The flywheel is a circular part, with scooped fins all around the the "top" and gear teeth near the outer edge on the "bottom." There is a sizable chunk of the circle missing however. The fins are roughly 3/4s of an inch in height. It is primarily three-dimensional, since its secondary function involves the movement of a volume of air. The component is 5 inches in diameter and a total of 1.5 inches in height. It weighs 5 or 6 pounds.
Because it is used to preserve momentum and operate in a high heat environment, being composed of a dense material like steel is vital. It's high density and specific heat capacity allow it to weather the operating temperature of the engine. And while the density impedes the initial start-up of the engine, it afterwards is much more resistant to frictional forces and better preserves the rotational energy of the crankshaft when not on the power stroke. The flywheel could have been alternatively made from ceramics or heavy rubber/plastic. But ceramics are far more expensive and brittle than steel, and also less dense. Rubber or plastic would expand and contract during the operating cycle, squeezing against the central axle and impeding movement. They would also have a shorter lifespan, and upon degradation tend to pollute the environment. Knowing this, the manufacturers decided on using steel. There is no aesthetic purpose to the component, apart from the possibility of the color being strongly associated with the engine block to avoid parts confusion.
The flywheel was most likely manufactured through investment casting. The surface is unrefined and rough, unlike the surface of a die-cast part. It is also devoid of ejector marks. There are no welding/fusion seams, so this was a single solid part. There are no flash marks and the shape is not conducive to being easily separated from a die, so no press-forging. And injection molding is not a viable method because this is a metal piece.
The shroud functions as a shell, protecting the internal components from the external elements. It also protects the operator from inadvertent contact with very hot metal during usage. It is intended to withstand the cold outside temperature and the thermal radiation from the engine.
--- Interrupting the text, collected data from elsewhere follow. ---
//! Scripted in-memory connections.
//!
//! Every descriptor URL maps to one [`MockServer`]. Connections opened to a
//! server share its script, so a reconnect does not reset pending failures.

use std::collections::{HashMap, VecDeque};
use std::sync::Arc;
use std::sync::atomic::{AtomicBool, AtomicU32, Ordering};
use std::time::Duration;

use parking_lot::Mutex;
use replica_router::{
    Connection, ConnectionDescriptor, ConnectionError, ConnectionFactory, QueryResult, Statement,
    Value,
};

/// Column holding the address of the server that answered.
pub const SERVER_COLUMN: &str = "server";

/// Column holding the connection generation that answered.
pub const GENERATION_COLUMN: &str = "generation";

/// Outcome of one scripted execution.
#[derive(Debug, Clone, PartialEq, Eq)]
pub enum MockOutcome {
    /// Return one row naming the server and connection generation.
    Succeed,
    /// Fail with a disconnect-class error.
    Disconnect,
    /// Fail with a query error on a healthy connection.
    QueryError(String),
}

/// A simulated database server.
#[derive(Debug)]
pub struct MockServer {
    address: String,
    script: Mutex<VecDeque<MockOutcome>>,
    fallback: Mutex<MockOutcome>,
    latency: Mutex<Option<Duration>>,
    refuse_connections: AtomicBool,
    executions: AtomicU32,
    connects: AtomicU32,
    closes: AtomicU32,
    statements: Mutex<Vec<String>>,
}

impl MockServer {
    fn new(address: impl Into<String>) -> Self {
        Self {
            address: address.into(),
            script: Mutex::new(VecDeque::new()),
            fallback: Mutex::new(MockOutcome::Succeed),
            latency: Mutex::new(None),
            refuse_connections: AtomicBool::new(false),
            executions: AtomicU32::new(0),
            connects: AtomicU32::new(0),
            closes: AtomicU32::new(0),
            statements: Mutex::new(Vec::new()),
        }
    }

    /// Server address (the descriptor URL).
    #[must_use]
    pub fn address(&self) -> &str {
        &self.address
    }

    /// Queue one outcome.
    pub fn push(&self, outcome: MockOutcome) -> &Self {
        self.script.lock().push_back(outcome);
        self
    }

    /// Queue `count` copies of `outcome`.
    pub fn fail_next(&self, count: usize, outcome: MockOutcome) -> &Self {
        self.script.lock().extend(std::iter::repeat_n(outcome, count));
        self
    }

    /// Outcome used once the script is drained.
    pub fn always(&self, outcome: MockOutcome) -> &Self {
        *self.fallback.lock() = outcome;
        self
    }

    /// Delay every execution by `latency`.
    pub fn latency(&self, latency: Duration) -> &Self {
        *self.latency.lock() = Some(latency);
        self
    }

    /// Refuse or accept new connections.
    pub fn refuse_connections(&self, refuse: bool) -> &Self {
        self.refuse_connections.store(refuse, Ordering::SeqCst);
        self
    }

    /// Number of executions received.
    #[must_use]
    pub fn executions(&self) -> u32 {
        self.executions.load(Ordering::SeqCst)
    }

    /// Number of connections accepted.
    #[must_use]
    pub fn connects(&self) -> u32 {
        self.connects.load(Ordering::SeqCst)
    }

    /// Number of connections closed.
    #[must_use]
    pub fn closes(&self) -> u32 {
        self.closes.load(Ordering::SeqCst)
    }

    /// SQL text of every statement received, in order.
    #[must_use]
    pub fn statements(&self) -> Vec<String> {
        self.statements.lock().clone()
    }

    fn next_outcome(&self) -> MockOutcome {
        self.script
            .lock()
            .pop_front()
            .unwrap_or_else(|| self.fallback.lock().clone())
    }
}

/// Connection to a [`MockServer`].
#[derive(Debug)]
pub struct MockConnection {
    server: Arc<MockServer>,
    generation: u32,
    closed: AtomicBool,
}

#[async_trait::async_trait]
impl Connection for MockConnection {
    async fn execute(
        &self,
        statement: &Statement,
        timeout: Option<Duration>,
    ) -> Result<QueryResult, ConnectionError> {
        if self.closed.load(Ordering::SeqCst) {
            return Err(ConnectionError::Disconnected(format!(
                "{} connection {} is closed",
                self.server.address, self.generation
            )));
        }

        let latency = *self.server.latency.lock();
        if let Some(latency) = latency {
            match timeout {
                Some(deadline) if deadline < latency => {
                    tokio::time::sleep(deadline).await;
                    return Err(ConnectionError::Timeout(deadline));
                }
                _ => tokio::time::sleep(latency).await,
            }
        }

        self.server.executions.fetch_add(1, Ordering::SeqCst);
        self.server
            .statements
            .lock()
            .push(statement.sql().to_string());

        match self.server.next_outcome() {
            MockOutcome::Succeed => Ok(QueryResult {
                columns: vec![SERVER_COLUMN.into(), GENERATION_COLUMN.into()],
                rows: vec![vec![
                    Value::Text(self.server.address.clone()),
                    Value::Int(i64::from(self.generation)),
                ]],
                rows_affected: 0,
            }),
            MockOutcome::Disconnect => {
                tracing::trace!(server = %self.server.address, "mock disconnect");
                Err(ConnectionError::Disconnected(format!(
                    "{} has gone away",
                    self.server.address
                )))
            }
            MockOutcome::QueryError(message) => Err(ConnectionError::Query(message)),
        }
    }

    async fn close(&self) {
        if !self.closed.swap(true, Ordering::SeqCst) {
            self.server.closes.fetch_add(1, Ordering::SeqCst);
        }
    }
}

/// Factory opening [`MockConnection`]s, creating servers on first use.
#[derive(Debug, Default)]
pub struct MockFactory {
    servers: Mutex<HashMap<String, Arc<MockServer>>>,
}

impl MockFactory {
    /// Create a factory with no servers.
    #[must_use]
    pub fn new() -> Arc<Self> {
        Arc::new(Self::default())
    }

    /// Server at `address`, created healthy if unknown.
    pub fn server(&self, address: &str) -> Arc<MockServer> {
        Arc::clone(
            self.servers
                .lock()
                .entry(address.to_string())
                .or_insert_with(|| Arc::new(MockServer::new(address))),
        )
    }

    /// Executions received across all servers.
    #[must_use]
    pub fn total_executions(&self) -> u32 {
        self.servers.lock().values().map(|s| s.executions()).sum()
    }

    /// Connections accepted across all servers.
    #[must_use]
    pub fn total_connects(&self) -> u32 {
        self.servers.lock().values().map(|s| s.connects()).sum()
    }
}

#[async_trait::async_trait]
impl ConnectionFactory for MockFactory {
    async fn connect(
        &self,
        descriptor: &ConnectionDescriptor,
    ) -> Result<Box<dyn Connection>, ConnectionError> {
        let server = self.server(&descriptor.url);
        if server.refuse_connections.load(Ordering::SeqCst) {
            return Err(ConnectionError::Connect(format!(
                "{} refused the connection",
                descriptor.url
            )));
        }

        let generation = server.connects.fetch_add(1, Ordering::SeqCst);
        tracing::trace!(server = %descriptor.url, generation, "mock connection opened");
        Ok(Box::new(MockConnection {
            server,
            generation,
            closed: AtomicBool::new(false),
        }))
    }
}

#[cfg(test)]
#[allow(clippy::unwrap_used)]
mod tests {
    use super::*;

    #[tokio::test]
    async fn test_script_then_fallback() {
        let factory = MockFactory::new();
        factory
            .server("mock://a")
            .push(MockOutcome::Disconnect)
            .always(MockOutcome::QueryError("boom".into()));

        let conn = factory
            .connect(&ConnectionDescriptor::new("mock://a"))
            .await
            .unwrap();
        let stmt = Statement::new("SELECT 1");

        assert!(conn.execute(&stmt, None).await.unwrap_err().is_disconnect());
        assert!(matches!(
            conn.execute(&stmt, None).await,
            Err(ConnectionError::Query(ref m)) if m == "boom"
        ));
        assert_eq!(factory.server("mock://a").executions(), 2);
        assert_eq!(factory.server("mock://a").statements(), vec!["SELECT 1", "SELECT 1"]);
    }

    #[tokio::test]
    async fn test_generation_increments_per_connect() {
        let factory = MockFactory::new();
        let descriptor = ConnectionDescriptor::new("mock://a");
        let first = factory.connect(&descriptor).await.unwrap();
        let second = factory.connect(&descriptor).await.unwrap();
        let stmt = Statement::new("SELECT 1");

        let r1 = first.execute(&stmt, None).await.unwrap();
        let r2 = second.execute(&stmt, None).await.unwrap();
        assert_eq!(r1.scalar(GENERATION_COLUMN), Some(&Value::Int(0)));
        assert_eq!(r2.scalar(GENERATION_COLUMN), Some(&Value::Int(1)));
        assert_eq!(factory.total_connects(), 2);
    }

    #[tokio::test]
    async fn test_closed_connection_reports_disconnect() {
        let factory = MockFactory::new();
        let conn = factory
            .connect(&ConnectionDescriptor::new("mock://a"))
            .await
            .unwrap();
        conn.close().await;
        conn.close().await;

        let err = conn.execute(&Statement::new("SELECT 1"), None).await.unwrap_err();
        assert!(err.is_disconnect());
        assert_eq!(factory.server("mock://a").closes(), 1);
        assert_eq!(factory.server("mock://a").executions(), 0);
    }

    #[tokio::test]
    async fn test_refused_connection() {
        let factory = MockFactory::new();
        factory.server("mock://a").refuse_connections(true);
        let err = factory
            .connect(&ConnectionDescriptor::new("mock://a"))
            .await
            .err()
            .unwrap();
        assert!(matches!(err, ConnectionError::Connect(_)));
    }

    #[tokio::test(start_paused = true)]
    async fn test_latency_exceeding_deadline() {
        let factory = MockFactory::new();
        factory.server("mock://slow").latency(Duration::from_secs(5));
        let conn = factory
            .connect(&ConnectionDescriptor::new("mock://slow"))
            .await
            .unwrap();

        let err = conn
            .execute(&Statement::new("SELECT 1"), Some(Duration::from_millis(100)))
            .await
            .unwrap_err();
        assert!(matches!(err, ConnectionError::Timeout(_)));
        assert_eq!(factory.server("mock://slow").executions(), 0);
    }
}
The shape of the shroud is very blocky, with several flat sides that don't always intersect at right angles. The component is the largest of all the parts of the snow blower, but also one of the simplest. It's about 3/8ths of an inch thick, and covers the entire top of the machine, over an area 32 inches by 24 inches. It would actually be more appropriate to refer to it as a shell because its sole function is to encapsulate. There is a cutaway section for the exhaust shroud to attach to , which is made of steel. Since plastic is not as heat resistant as steel, it would have been inadvisable to have a continuation of that section with ABS plastic. There is a central rise of 2 to 3 inches, a long rectangle that covers 3/4s the length of the machine. It connects to the discharge chute collar, and had to be a separate elevation from the lower section in order to conserve the space used by the machine. Finally, there is a "lip" near the front end of the shroud, that corresponds to the "mouth" of the machine, where the auger is.
The nature of the component, as stated, is that of a shell. Once linked to the other parts with nuts and bolts, it forms a, for all intents and purposes, weather-proof shell that protects the vitals from the outside elements. There are no holes that aren't used for linkage placement. The fact that it is also made with one of the cheapest materials usable for industrial applications, ABS plastic, is another clue. Why waste resources on something who's purpose merely requires a proper shape? The ABS plastic is also responsible for it's light weight: approximately 3 to 4 pounds. The color of the part is only for identification purposes. At the time it was developed, this model and its design family all had red coloring to signify its origins from the TORO company.
The part was likely formed through Injection Molding. Casting, Forging and Welding can only be applied to metal components. This piece is plastic, and therefore subject to Extrusion, Forming or Molding. There is no axis where the part profile is the same throughout, so it cannot have been an extruded part. Therefore, Molding or Forming are the only choices. Injection Molding is the most likely, because the tapered geometry would be explained as well as the ejection marks on the bottom of the part. Since it is only a cover, the only requirements are that it should be cheap, easy to replicate, relatively clean environmentally, and have structural integrity.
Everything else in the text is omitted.